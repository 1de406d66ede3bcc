//! Configuration schema for ringcache
//!
//! Configuration is stored at `~/.config/ringcache/config.toml`

use serde::{Deserialize, Serialize};

/// Root configuration structure
#[derive(Debug, Clone, Default, Serialize, Deserialize)]
#[serde(default)]
pub struct Config {
    /// Visual settings for the progress ring
    pub visual: VisualConfig,
}

/// Visual settings for rendered progress assets
#[derive(Debug, Clone, Serialize, Deserialize)]
#[serde(default)]
pub struct VisualConfig {
    /// Progress ring color as a hex token, with or without a leading `#`
    pub color: String,

    /// Draw a drop shadow under the progress arc
    pub shadow: bool,

    /// Use rounded line caps on both arcs
    pub rounded: bool,
}

impl Default for VisualConfig {
    fn default() -> Self {
        Self {
            color: "#3584e4".to_string(),
            shadow: false,
            rounded: true,
        }
    }
}
//! Filesystem store for rendered assets
//!
//! Assets live under `<cache root>/v<FORMAT_VERSION>/`, one file per key.
//! The version directory makes renderer-format invalidation unambiguous:
//! bumping [`FORMAT_VERSION`] orphans the old directory, and
//! [`AssetStore::purge_stale`] sweeps orphaned material at startup without
//! ever touching the live directory.

use crate::cache::key::AssetKey;
use crate::error::{RingError, RingResult};
use async_trait::async_trait;
use std::path::{Path, PathBuf};
use std::sync::atomic::{AtomicU64, Ordering};
use tokio::fs;
use tracing::{debug, warn};

/// File extension of persisted assets
pub const ASSET_EXTENSION: &str = "svg";

/// Version of the on-disk asset format, bumped whenever the renderer
/// output changes incompatibly
pub const FORMAT_VERSION: u32 = 2;

static TMP_SEQ: AtomicU64 = AtomicU64::new(0);

/// Persistence seam for rendered assets
#[async_trait]
pub trait AssetStore: Send + Sync {
    /// Deterministic path for a key; no IO
    fn path_for(&self, key: &AssetKey) -> PathBuf;

    /// Direct existence check; the authoritative fallback when the index
    /// reports a miss
    async fn exists(&self, key: &AssetKey) -> bool;

    /// Persist content for a key, creating the directory if needed;
    /// returns the asset path
    async fn write(&self, key: &AssetKey, bytes: &[u8]) -> RingResult<PathBuf>;

    /// Snapshot the keys of all currently persisted assets
    async fn enumerate(&self) -> RingResult<Vec<AssetKey>>;

    /// Remove every persisted asset matching the extension; returns the
    /// number removed
    async fn purge_all(&self, extension: &str) -> RingResult<usize>;

    /// Remove assets left behind by older format versions; returns the
    /// number of entries removed
    async fn purge_stale(&self) -> RingResult<usize>;
}

/// Filesystem-backed asset store
pub struct FsStore {
    root: PathBuf,
    dir: PathBuf,
}

impl FsStore {
    /// Open a store rooted at `root`, creating the current version directory
    pub async fn open(root: impl Into<PathBuf>) -> RingResult<Self> {
        let root = root.into();
        let dir = root.join(format!("v{FORMAT_VERSION}"));

        fs::create_dir_all(&dir)
            .await
            .map_err(|e| RingError::io(format!("creating cache dir {}", dir.display()), e))?;

        Ok(Self { root, dir })
    }

    /// The live asset directory
    pub fn dir(&self) -> &Path {
        &self.dir
    }
}

#[async_trait]
impl AssetStore for FsStore {
    fn path_for(&self, key: &AssetKey) -> PathBuf {
        self.dir.join(format!("{key}.{ASSET_EXTENSION}"))
    }

    async fn exists(&self, key: &AssetKey) -> bool {
        fs::try_exists(self.path_for(key)).await.unwrap_or(false)
    }

    async fn write(&self, key: &AssetKey, bytes: &[u8]) -> RingResult<PathBuf> {
        let path = self.path_for(key);

        // Unique temp name per writer, then an atomic rename: concurrent
        // writers of the same key never expose a torn file.
        let tmp = self.dir.join(format!(
            ".{key}.{}.{}.tmp",
            std::process::id(),
            TMP_SEQ.fetch_add(1, Ordering::Relaxed)
        ));

        fs::write(&tmp, bytes).await.map_err(|e| RingError::AssetWrite {
            path: path.clone(),
            source: e,
        })?;

        if let Err(e) = fs::rename(&tmp, &path).await {
            let _ = fs::remove_file(&tmp).await;
            return Err(RingError::AssetWrite { path, source: e });
        }

        debug!("Wrote asset {}", path.display());
        Ok(path)
    }

    async fn enumerate(&self) -> RingResult<Vec<AssetKey>> {
        let mut keys = Vec::new();
        let mut entries = fs::read_dir(&self.dir)
            .await
            .map_err(|e| RingError::scan(format!("reading {}", self.dir.display()), e))?;

        while let Some(entry) = entries
            .next_entry()
            .await
            .map_err(|e| RingError::scan("reading cache entry", e))?
        {
            let path = entry.path();
            if path.extension().is_some_and(|ext| ext == ASSET_EXTENSION) {
                if let Some(stem) = path.file_stem().and_then(|s| s.to_str()) {
                    keys.push(AssetKey::from_stem(stem));
                }
            }
        }

        Ok(keys)
    }

    async fn purge_all(&self, extension: &str) -> RingResult<usize> {
        let extension = extension.trim_start_matches('.');
        let mut removed = 0;

        let mut entries = fs::read_dir(&self.dir)
            .await
            .map_err(|e| RingError::io(format!("reading {}", self.dir.display()), e))?;

        while let Some(entry) = entries
            .next_entry()
            .await
            .map_err(|e| RingError::io("reading cache entry", e))?
        {
            if entry.path().extension().is_some_and(|ext| ext == extension) {
                fs::remove_file(entry.path())
                    .await
                    .map_err(|e| RingError::io("removing cache file", e))?;
                removed += 1;
            }
        }

        debug!("Purged {removed} cached asset(s)");
        Ok(removed)
    }

    async fn purge_stale(&self) -> RingResult<usize> {
        let mut removed = 0;

        let mut entries = fs::read_dir(&self.root)
            .await
            .map_err(|e| RingError::io(format!("reading {}", self.root.display()), e))?;

        while let Some(entry) = entries
            .next_entry()
            .await
            .map_err(|e| RingError::io("reading cache root entry", e))?
        {
            let path = entry.path();

            if path == self.dir {
                continue;
            }

            let is_dir = entry
                .file_type()
                .await
                .map_err(|e| RingError::io("inspecting cache root entry", e))?
                .is_dir();

            if is_dir {
                // Old format-version directories only; unrelated dirs stay.
                let versioned = path
                    .file_name()
                    .and_then(|n| n.to_str())
                    .and_then(|n| n.strip_prefix('v'))
                    .is_some_and(|n| n.parse::<u32>().is_ok());
                if versioned {
                    fs::remove_dir_all(&path)
                        .await
                        .map_err(|e| RingError::io("removing stale cache dir", e))?;
                    removed += 1;
                }
            } else if path.extension().is_some_and(|ext| ext == ASSET_EXTENSION) {
                // Legacy flat layout wrote assets directly under the root.
                fs::remove_file(&path)
                    .await
                    .map_err(|e| RingError::io("removing legacy asset", e))?;
                removed += 1;
            }
        }

        if removed > 0 {
            warn!("Removed {removed} stale cache item(s) from older versions");
        }
        Ok(removed)
    }
}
__________
- **ACTION ITEM**: Your output is to be the lines of the listing, exact and complete, starting at the first and ending with the line that contains "Progress ring color".

- **SOLUTION TO THIS PROBLEM**:
repository 1de406d66ede3bcc
//! Configuration schema for ringcache
//!
//! Configuration is stored at `~/.config/ringcache/config.toml`

use serde::{Deserialize, Serialize};

/// Root configuration structure
#[derive(Debug, Clone, Default, Serialize, Deserialize)]
#[serde(default)]
pub struct Config {
    /// Visual settings for the progress ring
    pub visual: VisualConfig,
}

/// Visual settings for rendered progress assets
#[derive(Debug, Clone, Serialize, Deserialize)]
#[serde(default)]
pub struct VisualConfig {
    /// Progress ring color as a hex token, with or without a leading `#`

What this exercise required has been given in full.